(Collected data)
○ ○ ○

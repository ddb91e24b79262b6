//! Bus de eventos de workflow

pub mod bus;

pub use bus::{EventSubscriber, WorkflowEventBus};
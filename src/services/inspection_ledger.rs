//! InspectionLedger - conciliación del recon ledger
//!
//! Funciones puras sobre `Inspection`: merge de resoluciones e issues
//! nuevos reportados por los técnicos al cerrar sesión, y el resumen
//! humano-legible que decide si hace falta un ticket de recon.
//!
//! Todo aquí es síncrono y sin I/O a propósito: los backends de storage
//! ejecutan el merge DENTRO de su sección atómica (mutex o transacción con
//! row lock) para que dos clock-outs concurrentes sobre la misma
//! inspección se serialicen en lugar de pisarse el blob.

use std::collections::{HashMap, HashSet};

use lazy_static::lazy_static;

use crate::models::inspection::{ChecklistEntry, ChecklistMap, Inspection, ItemStatus};
use crate::models::time_log::{ItemResolution, NewIssue};

/// Prefijo de item mecánico en las claves de resolución
pub const MECH_PREFIX: &str = "mech-";
/// Prefijo de item cosmético en las claves de resolución
pub const COS_PREFIX: &str = "cos-";

lazy_static! {
    /// Vocabulario fijo de componentes cosméticos; un issue nuevo cuyo
    /// nombre de item esté aquí se clasifica como cosmético, el resto va
    /// al checklist mecánico.
    static ref COSMETIC_COMPONENTS: HashSet<&'static str> = [
        "paint",
        "bumper",
        "windshield",
        "glass",
        "upholstery",
        "trim",
        "wheel",
        "rim",
        "headlight",
        "taillight",
        "mirror",
        "seat",
        "carpet",
        "dashboard",
        "door panel",
        "body panel",
        "interior",
        "exterior",
    ]
    .into_iter()
    .collect();
}

/// Resultado de un merge del ledger
#[derive(Debug, Clone, Copy, PartialEq, Eq)]
pub struct MergeOutcome {
    pub items_fixed: usize,
    pub remaining_open: usize,
}

/// Aplica las resoluciones y los issues nuevos de un técnico al ledger
///
/// - Resoluciones: claves con prefijo `mech-`/`cos-`. Las notas se
///   acumulan unidas por newline preservando las previas; `fixed: true`
///   pone el item en `Fixed` e incrementa el conteo. Una clave que no
///   existe en el ledger se ignora sin crear entradas fantasma.
/// - Issues nuevos: se clasifican por el vocabulario cosmético, entran con
///   clave desambiguada si el nombre colisiona, con estado `Fixed` si se
///   resolvieron al descubrirse o `Fail` si quedan pendientes.
///
/// `remaining_open` se recalcula con un scan fresco de ambos mapas.
pub fn merge(
    inspection: &mut Inspection,
    resolutions: &HashMap<String, ItemResolution>,
    new_issues: &[NewIssue],
) -> MergeOutcome {
    let mut items_fixed = 0;

    for (key, resolution) in resolutions {
        let applied = if let Some(item) = key.strip_prefix(MECH_PREFIX) {
            apply_resolution(&mut inspection.mechanical, item, resolution)
        } else if let Some(item) = key.strip_prefix(COS_PREFIX) {
            apply_resolution(&mut inspection.cosmetic, item, resolution)
        } else {
            // clave sin prefijo conocido: se ignora
            false
        };

        if applied && resolution.fixed {
            items_fixed += 1;
        }
    }

    for issue in new_issues {
        let map = if is_cosmetic_component(&issue.item) {
            &mut inspection.cosmetic
        } else {
            &mut inspection.mechanical
        };

        let key = disambiguate_key(map, &issue.item);
        let status = if issue.fixed {
            items_fixed += 1;
            ItemStatus::Fixed
        } else {
            ItemStatus::Fail
        };

        let mut notes = format!("Reported: {}", issue.description);
        if issue.fixed {
            notes.push_str("\nFixed on discovery");
        }

        map.insert(key, ChecklistEntry::new(status, notes));
    }

    MergeOutcome {
        items_fixed,
        remaining_open: inspection.remaining_open(),
    }
}

/// Aplica una resolución a un item existente; devuelve `false` si la clave
/// no existe (no se crean entradas implícitamente)
fn apply_resolution(map: &mut ChecklistMap, item: &str, resolution: &ItemResolution) -> bool {
    let Some(entry) = map.get_mut(item) else {
        return false;
    };

    if !resolution.notes.is_empty() {
        if entry.notes.is_empty() {
            entry.notes = resolution.notes.clone();
        } else {
            entry.notes = format!("{}\n{}", entry.notes, resolution.notes);
        }
    }

    if resolution.fixed {
        entry.status = ItemStatus::Fixed;
    }

    true
}

fn is_cosmetic_component(item: &str) -> bool {
    COSMETIC_COMPONENTS.contains(item.trim().to_lowercase().as_str())
}

/// Clave única para un item nuevo: si el nombre ya existe se añade un
/// sufijo numérico en lugar de sobreescribir en silencio
fn disambiguate_key(map: &ChecklistMap, name: &str) -> String {
    if !map.contains_key(name) {
        return name.to_string();
    }
    let mut counter = 2;
    loop {
        let candidate = format!("{} ({})", name, counter);
        if !map.contains_key(&candidate) {
            return candidate;
        }
        counter += 1;
    }
}

/// Resumen humano-legible de la inspección
///
/// Lista cada entrada abierta (`Fail`/`Attention`) de ambos checklists más
/// todos los códigos de diagnóstico. Devuelve `None` si no hay nada que
/// reportar; el caller lo usa para decidir si crear un ticket de recon.
pub fn summarize(inspection: &Inspection) -> Option<String> {
    let mut lines = Vec::new();

    for (name, entry) in &inspection.mechanical {
        if entry.status.is_open() {
            lines.push(format_entry("Mechanical", name, entry));
        }
    }
    for (name, entry) in &inspection.cosmetic {
        if entry.status.is_open() {
            lines.push(format_entry("Cosmetic", name, entry));
        }
    }
    for code in &inspection.diagnostic_codes {
        lines.push(format!("[DTC] {}: {}", code.code, code.description));
    }

    if lines.is_empty() {
        None
    } else {
        Some(lines.join("\n"))
    }
}

fn format_entry(section: &str, name: &str, entry: &ChecklistEntry) -> String {
    if entry.notes.is_empty() {
        format!("[{}] {}: {}", section, name, entry.status.as_str())
    } else {
        format!(
            "[{}] {}: {} - {}",
            section,
            name,
            entry.status.as_str(),
            entry.notes
        )
    }
}
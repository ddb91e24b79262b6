//! Modelo de TimeLog (sesión de fichaje)
//!
//! Una sesión de trabajo de un técnico sobre un ticket. El invariante duro
//! del sistema vive aquí: un técnico tiene como máximo UNA sesión de
//! trabajo abierta (`ended_at = None`) en todo el sistema; el clock-out
//! siempre cierra "la" sesión abierta del técnico, no una por ticket.

use std::collections::HashMap;

use chrono::{DateTime, Duration, Utc};
use serde::{Deserialize, Serialize};
use uuid::Uuid;

use crate::models::ticket::TicketStatus;

/// Tipo de sesión: trabajo productivo o registro instantáneo de cambio de estado
#[derive(Debug, Clone, Copy, PartialEq, Eq, Serialize, Deserialize)]
#[serde(rename_all = "snake_case")]
pub enum SessionKind {
    Work,
    StatusChange,
}

impl SessionKind {
    pub fn as_str(&self) -> &'static str {
        match self {
            SessionKind::Work => "work",
            SessionKind::StatusChange => "status_change",
        }
    }

    pub fn parse(value: &str) -> Option<Self> {
        match value {
            "work" => Some(SessionKind::Work),
            "status_change" => Some(SessionKind::StatusChange),
            _ => None,
        }
    }
}

/// TimeLog - sesión de fichaje de un técnico
#[derive(Debug, Clone, Serialize, Deserialize)]
pub struct TimeLog {
    pub id: Uuid,
    pub ticket_id: String,
    pub technician_id: Uuid,
    pub started_at: DateTime<Utc>,
    /// `None` = sesión abierta/activa
    pub ended_at: Option<DateTime<Utc>>,
    pub kind: SessionKind,
    /// Snapshot del estado del ticket al abrir la sesión (para analítica)
    pub ticket_status_snapshot: TicketStatus,
    pub selected_tasks: Option<Vec<String>>,
    /// Payload de resoluciones tal cual lo reportó el técnico (auditoría)
    pub resolutions: Option<serde_json::Value>,
    pub notes: Option<String>,
}

impl TimeLog {
    pub fn is_open(&self) -> bool {
        self.ended_at.is_none()
    }

    /// Duración de la sesión: `end - start` si está cerrada, `now - start`
    /// si sigue abierta. Se recalcula en cada lectura, nunca se almacena.
    pub fn elapsed(&self, now: DateTime<Utc>) -> Duration {
        self.ended_at.unwrap_or(now) - self.started_at
    }
}

/// Resolución reportada por el técnico sobre un item del checklist
#[derive(Debug, Clone, Serialize, Deserialize)]
pub struct ItemResolution {
    pub fixed: bool,
    #[serde(default)]
    pub notes: String,
}

/// Issue nuevo descubierto por el técnico durante la reparación
#[derive(Debug, Clone, Serialize, Deserialize)]
pub struct NewIssue {
    /// Nombre del componente afectado
    pub item: String,
    pub description: String,
    /// `true` si se arregló al descubrirlo
    #[serde(default)]
    pub fixed: bool,
}

/// Request de clock-out
#[derive(Debug, Clone, Default, Deserialize)]
pub struct ClockOutRequest {
    /// Resoluciones por item id con prefijo (`mech-<item>` / `cos-<item>`)
    #[serde(default)]
    pub resolutions: HashMap<String, ItemResolution>,
    #[serde(default)]
    pub new_issues: Vec<NewIssue>,
    pub notes: Option<String>,
}

/// Resultado del clock-out devuelto a la capa de UI
#[derive(Debug, Clone, Serialize)]
pub struct ClockOutOutcome {
    pub ticket_status: TicketStatus,
    pub items_fixed: usize,
    pub remaining_open: usize,
}
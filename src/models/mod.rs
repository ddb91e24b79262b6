//! Modelos del sistema
//!
//! Este módulo contiene todos los modelos de datos del motor de workflow:
//! tickets de servicio, sesiones de fichaje, inspecciones, parts y el
//! actor que ejecuta cada operación.

pub mod auth;
pub mod events;
pub mod inspection;
pub mod part;
pub mod ticket;
pub mod time_log;
pub mod vehicle;
#[derive(sqlx::FromRow)]
struct PartRow {
    id: Uuid,
    ticket_id: String,
    description: String,
    status: String,
    cost: Decimal,
    created_at: DateTime<Utc>,
}

impl PartRow {
    fn into_model(self) -> AppResult<Part> {
        let status = PartStatus::parse(&self.status)
            .ok_or_else(|| internal_error(&format!("unknown part status '{}'", self.status)))?;
        Ok(Part {
            id: self.id,
            ticket_id: self.ticket_id,
            description: self.description,
            status,
            cost: self.cost,
            created_at: self.created_at,
        })
    }
}

#[derive(sqlx::FromRow)]
struct InspectionRow {
    id: Uuid,
    tenant_id: Uuid,
    location_id: Uuid,
    vehicle_id: Uuid,
    mechanical: serde_json::Value,
    cosmetic: serde_json::Value,
    diagnostic_codes: serde_json::Value,
    needs_mechanical_recon: bool,
    needs_cosmetic_recon: bool,
    priority: String,
    created_at: DateTime<Utc>,
}

impl InspectionRow {
    fn into_model(self) -> Inspection {
        // parse defensivo: blobs legacy malformados → ledger vacío
        Inspection {
            id: self.id,
            tenant_id: self.tenant_id,
            location_id: self.location_id,
            vehicle_id: self.vehicle_id,
            mechanical: checklist_from_value(self.mechanical),
            cosmetic: checklist_from_value(self.cosmetic),
            diagnostic_codes: diagnostic_codes_from_value(self.diagnostic_codes),
            needs_mechanical_recon: self.needs_mechanical_recon,
            needs_cosmetic_recon: self.needs_cosmetic_recon,
            priority: PriorityTier::parse(&self.priority).unwrap_or(PriorityTier::Normal),
            created_at: self.created_at,
        }
    }
}

fn tasks_to_value(tasks: &Option<Vec<String>>) -> Option<serde_json::Value> {
    tasks.as_ref().map(|t| serde_json::json!(t))
}

fn checklist_to_value(map: &crate::models::inspection::ChecklistMap) -> AppResult<serde_json::Value> {
    serde_json::to_value(map).map_err(|e| internal_error(&format!("serializing checklist: {}", e)))
}

/// Traduce una unique violation del INSERT de tickets al error de dominio:
/// el índice parcial de lane → error de validación, la primary key → id
/// duplicado (el caller regenera el id y reintenta)
fn map_ticket_insert_error(e: sqlx::Error, ticket_id: &str) -> AppError {
    if let sqlx::Error::Database(db) = &e {
        if matches!(db.kind(), sqlx::error::ErrorKind::UniqueViolation) {
            return if db.constraint() == Some("service_tickets_active_lane_idx") {
                validation_error(
                    "ticket_type",
                    "an active ticket already exists for this vehicle in this lane",
                )
            } else {
                AppError::DuplicateTicketId(ticket_id.to_string())
            };
        }
    }
    AppError::Database(e)
}

// helper: INSERT de un time log dentro de una transacción
async fn insert_time_log(
    tx: &mut sqlx::Transaction<'_, sqlx::Postgres>,
    log: &TimeLog,
) -> AppResult<()> {
    sqlx::query(
        r#"
        INSERT INTO time_logs (id, ticket_id, technician_id, started_at, ended_at, kind,
                               ticket_status_snapshot, selected_tasks, resolutions, notes)
        VALUES ($1, $2, $3, $4, $5, $6, $7, $8, $9, $10)
        "#,
    )
    .bind(log.id)
    .bind(&log.ticket_id)
    .bind(log.technician_id)
    .bind(log.started_at)
    .bind(log.ended_at)
    .bind(log.kind.as_str())
    .bind(log.ticket_status_snapshot.as_str())
    .bind(tasks_to_value(&log.selected_tasks))
    .bind(log.resolutions.clone())
    .bind(&log.notes)
    .execute(&mut **tx)
    .await?;
    Ok(())
}
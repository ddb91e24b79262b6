//! WorkflowEventBus - publish/subscribe intra-proceso
//!
//! Registro de subscribers por tipo de evento (string). No hay
//! persistencia ni transporte externo: es desacoplamiento dentro del
//! proceso para que el código de inspecciones no dependa del de tickets.
//!
//! Semántica fire-and-forget: un fallo de subscriber se loggea y jamás se
//! propaga al publisher; un error en el workflow downstream no revierte el
//! guardado de la inspección que lo disparó.
//!
//! Los subscribers se registran solo durante el arranque y después el bus
//! solo se lee; el RwLock existe únicamente por seguridad del orden de
//! inicialización.

use std::collections::HashMap;
use std::sync::{Arc, RwLock};

use async_trait::async_trait;
use futures::future::join_all;
use tracing::{debug, warn};

use crate::utils::errors::AppResult;

/// Callback asíncrono suscrito a un tipo de evento
#[async_trait]
pub trait EventSubscriber: Send + Sync {
    /// Nombre del subscriber para los logs
    fn name(&self) -> &'static str;

    async fn handle(&self, payload: serde_json::Value) -> AppResult<()>;
}

/// Bus de eventos in-memory del proceso
#[derive(Default)]
pub struct WorkflowEventBus {
    subscribers: RwLock<HashMap<String, Vec<Arc<dyn EventSubscriber>>>>,
}

impl WorkflowEventBus {
    pub fn new() -> Self {
        Self::default()
    }

    /// Registra un subscriber para un tipo de evento. Solo en el arranque.
    pub fn subscribe(&self, event_type: &str, subscriber: Arc<dyn EventSubscriber>) {
        let mut subscribers = self
            .subscribers
            .write()
            .unwrap_or_else(|poisoned| poisoned.into_inner());
        debug!(
            "📬 Subscriber '{}' registrado para '{}'",
            subscriber.name(),
            event_type
        );
        subscribers
            .entry(event_type.to_string())
            .or_default()
            .push(subscriber);
    }

    /// Publica un evento a todos los subscribers de ese tipo
    ///
    /// Los errores de cada subscriber se capturan y loggean; el publisher
    /// nunca ve el fallo ni espera de forma distinta por él.
    pub async fn publish(&self, event_type: &str, payload: serde_json::Value) {
        let targets: Vec<Arc<dyn EventSubscriber>> = {
            let subscribers = self
                .subscribers
                .read()
                .unwrap_or_else(|poisoned| poisoned.into_inner());
            match subscribers.get(event_type) {
                Some(list) => list.clone(),
                None => {
                    debug!("Evento '{}' sin subscribers", event_type);
                    return;
                }
            }
        };

        let dispatches = targets.iter().map(|subscriber| {
            let payload = payload.clone();
            async move {
                if let Err(e) = subscriber.handle(payload).await {
                    warn!(
                        "⚠️ Subscriber '{}' falló procesando '{}': {}",
                        subscriber.name(),
                        event_type,
                        e
                    );
                }
            }
        });

        join_all(dispatches).await;
    }

    /// Subscribers registrados para un tipo (enumerables, para tests y debug)
    pub fn subscriber_names(&self, event_type: &str) -> Vec<&'static str> {
        let subscribers = self
            .subscribers
            .read()
            .unwrap_or_else(|poisoned| poisoned.into_inner());
        subscribers
            .get(event_type)
            .map(|list| list.iter().map(|s| s.name()).collect())
            .unwrap_or_default()
    }
}
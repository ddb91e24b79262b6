//! Configuración de variables de entorno
//!
//! Este módulo maneja la configuración del entorno y variables de configuración.
//! Al ser una librería embebida en el backend, todos los valores tienen
//! defaults razonables en lugar de abortar al faltar una variable.

use std::env;

use dotenvy::dotenv;
use tracing::Level;

/// Configuración del entorno
#[derive(Debug, Clone)]
pub struct EnvironmentConfig {
    pub environment: String,
    pub database_url: Option<String>,
    pub log_level: String,
}

impl EnvironmentConfig {
    /// Carga la configuración desde variables de entorno (con `.env` si existe)
    pub fn from_env() -> Self {
        dotenv().ok();

        Self {
            environment: env::var("ENVIRONMENT").unwrap_or_else(|_| "development".to_string()),
            database_url: env::var("DATABASE_URL").ok(),
            log_level: env::var("LOG_LEVEL").unwrap_or_else(|_| "info".to_string()),
        }
    }

    /// Configuración mínima para tests (sin tocar el entorno del proceso)
    pub fn for_tests() -> Self {
        Self {
            environment: "test".to_string(),
            database_url: None,
            log_level: "debug".to_string(),
        }
    }

    pub fn is_production(&self) -> bool {
        self.environment == "production"
    }

    /// Nivel de tracing derivado de `LOG_LEVEL`
    pub fn tracing_level(&self) -> Level {
        match self.log_level.to_lowercase().as_str() {
            "trace" => Level::TRACE,
            "debug" => Level::DEBUG,
            "warn" => Level::WARN,
            "error" => Level::ERROR,
            _ => Level::INFO,
        }
    }

    /// Inicializa el subscriber global de tracing (idempotente)
    pub fn init_tracing(&self) {
        let _ = tracing_subscriber::fmt()
            .with_max_level(self.tracing_level())
            .try_init();
    }
}
//! Sistema de manejo de errores
//!
//! Este módulo define todos los tipos de errores del motor de workflow.
//! Cada operación devuelve fallos tipados; nada se traga dentro de la
//! máquina de estados ni del gestor de sesiones (las únicas excepciones
//! son el dispatch del event bus y el audit log, ver sus módulos).

use thiserror::Error;

/// Errores principales del motor de workflow
#[derive(Error, Debug)]
pub enum AppError {
    #[error("Database error: {0}")]
    Database(#[from] sqlx::Error),

    #[error("Validation error: {0}")]
    Validation(#[from] validator::ValidationErrors),

    #[error("Permission denied: {0}")]
    PermissionDenied(String),

    #[error("Access denied: {0}")]
    AccessDenied(String),

    #[error("Ticket not found: {0}")]
    TicketNotFound(String),

    #[error("Not found: {0}")]
    NotFound(String),

    #[error("No active session: {0}")]
    NoActiveSession(String),

    #[error("Session conflict: {0}")]
    SessionConflict(String),

    #[error("Invalid transition: cannot move from '{from}' to '{attempted}'")]
    InvalidTransition { from: String, attempted: String },

    /// Colisión del id legible (VIN + timestamp); el caller regenera el id
    /// y reintenta, nunca llega a la capa de UI
    #[error("Duplicate ticket id: {0}")]
    DuplicateTicketId(String),

    #[error("Internal error: {0}")]
    Internal(String),
}

/// Resultado tipado para operaciones que pueden fallar
pub type AppResult<T> = Result<T, AppError>;

/// Función helper para crear errores de validación
pub fn validation_error(field: &'static str, message: &'static str) -> AppError {
    use validator::ValidationError;

    let mut error = ValidationError::new("custom");
    error.add_param("field".into(), &field);
    error.add_param("message".into(), &message);

    let mut errors = validator::ValidationErrors::new();
    errors.add(field, error);

    AppError::Validation(errors)
}

/// Función helper para ticket inexistente o borrado (soft-delete)
pub fn ticket_not_found(ticket_id: &str) -> AppError {
    AppError::TicketNotFound(format!("ticket '{}' does not exist or was deleted", ticket_id))
}

/// Función helper para recursos que no son tickets
pub fn not_found_error(resource: &str, id: &str) -> AppError {
    AppError::NotFound(format!("{} with id '{}' not found", resource, id))
}

/// Función helper para transiciones de estado no permitidas
pub fn invalid_transition(from: &str, attempted: &str) -> AppError {
    AppError::InvalidTransition {
        from: from.to_string(),
        attempted: attempted.to_string(),
    }
}

/// Función helper para errores internos
pub fn internal_error(message: &str) -> AppError {
    AppError::Internal(message.to_string())
}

○ ○ ○

■ **Assigned task**
Search the entries above for "resolutions". Show every line that has it.

■ **Task result**
    resolutions: &HashMap<String, ItemResolution>,
    for (key, resolution) in resolutions {
    pub resolutions: Option<serde_json::Value>,
    pub resolutions: HashMap<String, ItemResolution>,
                               ticket_status_snapshot, selected_tasks, resolutions, notes)
    .bind(log.resolutions.clone())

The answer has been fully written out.